This process of uniting competitive entities into 
a co-operative whole was repeated when nucleated 
cells aggregated into multi-celled creatures, and 
it is happening now for a third time as we 
multi-celled humans are being driven by evolution 
to form a co-operative global humanity in harmony 
with each other and with other species."

Elisabet Sahtouris sees both the source of our 
problems and the solution in the current 
organization of the world economy. The 
globalization process is forcing humanity into a 
higher level of integration.
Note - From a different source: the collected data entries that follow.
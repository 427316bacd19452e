//! Peer messaging: the `Transport` port, wire envelope, and the in-process hub.

pub mod encoding;
pub mod messages;
pub mod mock;
pub mod traits;

pub use messages::MessageEnvelope;
pub use mock::{MockHub, MockTransport};
pub use traits::{Transport, TransportSubscription};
There is, she 
believes, less and less room for exploitation as 
diverging interests become increasingly linked.

  "What we call 'globalization' is not a choice; 
it is an inevitable evolutionary process of 
shifting from hostile competition to mature 
cooperation," she says. "For us humans, it began 
when we started settling on all continents. Over 
the past few thousand years, human 
empire-building has been a continual process of 
merging cultures. In modern times, this 
empire-building process has been shifting from 
imperial nations with colonial empires to 
corporate cartels and mergers, even a World Trade 
Organization that can overrule national political 
laws and policies."

  But the healthy balance between the individual 
and collective interest has not yet been struck. 
Globalization continues to be a threat to local 
economies and ecosystems. This runs contrary to 
the laws of sustainable living systems, which 
hold that poverty in one place ultimately spells 
disaster for the entire system. Just as a body 
can only be healthy if all organs are healthy, 
people can only survive in a world economy in 
which all the local economies are healthy.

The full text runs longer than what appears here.